The Agony and the Ecstasy of Post-Kiddie Fame On October 10, a former child star wandered through a busy Los Angeles airport, her iPhone clutched tight to her ear, eyes peeking out from behind a pair of expensive sunglasses, tiny frame wrapped in an immaculately styled designer ensemble. Only this wasn’t an ordinary flash-bulb assault by the paparazzi. The woman’s recent fame was no longer based on talent or graft or any actual work, and the questions directed her way weren’t innocuous or superficial.

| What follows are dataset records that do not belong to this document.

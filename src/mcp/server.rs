use std::path::Path;
use std::sync::Arc;

use crate::slides::SlideStore;
use crate::toolchain::{CommandRunner, SlidevCli, TokioCommandRunner};

/// Session state behind the tool façade: the slide store plus handles to the
/// external toolchain. One instance per server; the HTTP layer serializes
/// access through a mutex, so tool calls never overlap.
pub struct SlidevMcpServer {
    pub(crate) store: SlideStore,
    pub(crate) slidev: SlidevCli,
    pub(crate) runner: Arc<dyn CommandRunner>,
}

impl Default for SlidevMcpServer {
    fn default() -> Self {
        Self::new()
    }
}

impl SlidevMcpServer {
    pub fn new() -> Self {
        Self::with_runner(Arc::new(TokioCommandRunner))
    }

    /// Build a server with a substitute command runner. Tests use this to
    /// script toolchain behaviour without spawning processes.
    pub fn with_runner(runner: Arc<dyn CommandRunner>) -> Self {
        Self {
            store: SlideStore::new(),
            slidev: SlidevCli::new(runner.clone()),
            runner,
        }
    }

    pub fn store(&self) -> &SlideStore {
        &self.store
    }

    pub fn active_project_path(&self) -> Option<&Path> {
        self.store.active().map(|d| d.root_path.as_path())
    }
}
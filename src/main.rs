use anyhow::Result;
use clap::Parser;
use std::path::PathBuf;

use slidev_mcp::SlidevMcpServer;

#[derive(Parser)]
#[command(name = "slidev-mcp", about = "Standalone HTTP server for Slidev presentation tools")]
struct Cli {
    /// Project directory to load at startup (must contain slides.md)
    #[arg(short = 'j', long)]
    project: Option<PathBuf>,

    /// Port to listen on
    #[arg(short, long, default_value = "13777", env = "SLIDEV_MCP_PORT")]
    port: u16,

    /// Bind address
    #[arg(short, long, default_value = "127.0.0.1")]
    bind: String,
}

#[tokio::main]
async fn main() -> Result<()> {
    env_logger::Builder::from_env(env_logger::Env::default().default_filter_or("info")).init();

    let cli = Cli::parse();

    let mut server = SlidevMcpServer::new();
    if let Some(project) = cli.project {
        let args = serde_json::json!({ "path": project.display().to_string() });
        let resp = slidev_mcp::mcp::handlers::handle_tool_call(&mut server, "load_slidev", args).await;
        if !resp.success {
            eprintln!("Warning: {}", resp.message);
        }
    }

    slidev_mcp::http::serve(&cli.bind, cli.port, server).await?;

    Ok(())
}
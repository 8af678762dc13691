pub mod generator;
mod parser;
mod store;
pub mod template;
pub mod theme;

pub use parser::{parse_slides, serialize_slides, Slide};
pub use store::{CreateOutcome, Document, SlideStore};
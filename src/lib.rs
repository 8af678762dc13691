pub mod config;
pub mod guide;
pub mod http;
pub mod mcp;
pub mod protocol;
pub mod slides;
pub mod toolchain;

pub use mcp::SlidevMcpServer;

Less “who are you wearing?” and more along the lines of “I can’t believe your dad showed you his penis”. Unknowingly en route to a forced incarceration at an institution, the woman in question was Amanda Bynes.
As a result of a two-year long torrent of arrests, alarming Twitter posts, claims of mental illness, accusations of sexual abuse, rehabilitation and a subsequent relapse of sorts, Bynes went from a successful child actress to a media punch line. Her very public breakdown was given rampant press coverage, veiled by an obnoxious air of faux-compassion. It’s a depressing story on numerous levels. But it’s also an unsurprising one. Outside of the few to break out, television’s backlog of child stars is littered with forgotten names, high-profile addictions and occasional death. These are the oddly common by-products of early fame and inevitable drop-off.
Bynes was one of several key teen stars to hit the big-time in the early to mid-2000’s, one of the celebrities we now embrace with fond nostalgia, memories of a time when something like The Amanda Show was essential after-school viewing. Bynes, along with contemporaries like Hilary Duff, Mary-Kate and Ashley Olsen and Raven Symoné, were products of kiddie sitcoms, splashed across Disney and Nickelodeon like wholesome portraits of all-American youth. They looked like the popular girls but never played them, were virginal yet never prudish, sexy but not “*sexy*”. All white teeth and pink gums and wild arm gestures, aggressively mugging for laughs from the live studio audience. They had their own movies, the occasional pop hit. But all are practically synonymous with a very specific time in pop culture. Many are still around, clinging onto the fringes of media relevancy, but few have been able to parlay their tween success into an adult career.
So why the assumed inevitability of adult misery? The fingers point at the toxic Hollywood environment many of these kids grow up in. The kind of industry in which young performers are indulged and pandered to whenever they’re bringing in cash, yet slandered and derided as soon as the notoriously fickle tween market come of age and find alternative interests. The kind of industry in which young women are promoted as wholesome girly-girls until their 18th birthday, when suddenly they are compelled to take their clothes off for Maxim cover-spreads and talk about being unbridled sexpots. Whether you’re Alyssa Milano, Melissa Joan Hart or Miley Cyrus, it’s seemingly part of the package. That and these kids are pumped full of enough Adderall to make their eyes bleed, shakily staggering out in front of baying crowds to perform like monkeys wearing people suits. Gradually, it develops into an emotional crossroads in which all the identity-forming development we experience in our teen years is exposed and critiqued on an exhaustingly enormous scale, inevitably accompanied by standard Fox News assessment and the whirring of a TMZ camera.
For every child TV actor success story, names that include Jason Bateman and Neil Patrick Harris (both notable in taking an enormous step back from the limelight before re-entering it in their thirties), there are at least a dozen not so lucky. The Hollywood wasteland is littered with ex-child stars who transitioned from sitcom to scandal, or burnt out all-together, among them the mostly deceased cast of Diff’rent Strokes, Kel from Kenan & Kel, practically anyone from Power Rangers, or the one who wasn’t Shia LaBeouf on Even Stevens.
The solution? Seemingly get out of it all together. Mary-Kate and Ashley Olsen, once gimmicky pre-teens, have long operated a legitimately revered fashion label. Their $39,000 alligator purses and aloof, pouty-lipped oddness is now very much a part of their appeal, long eclipsing the eating disorders and shady Heath Ledger conspiracy theories that could have consumed their entire brand. While Hilary Duff plugs away at her new music and Shia LaBeouf tries to laugh off the public intoxication and homeless bum-fights that derailed his movie career, the Olsen twins successfully changed the conversation, dropping off the radar and resisting the continued allure of the spotlight by finding other avenues to pursue. Maybe they were smarter than the rest. Or maybe they just had better luck? Whatever it was, they defied the odds stacked against them from the start, the cycle that just keeps on repeating like a classic sitcom forever in reruns.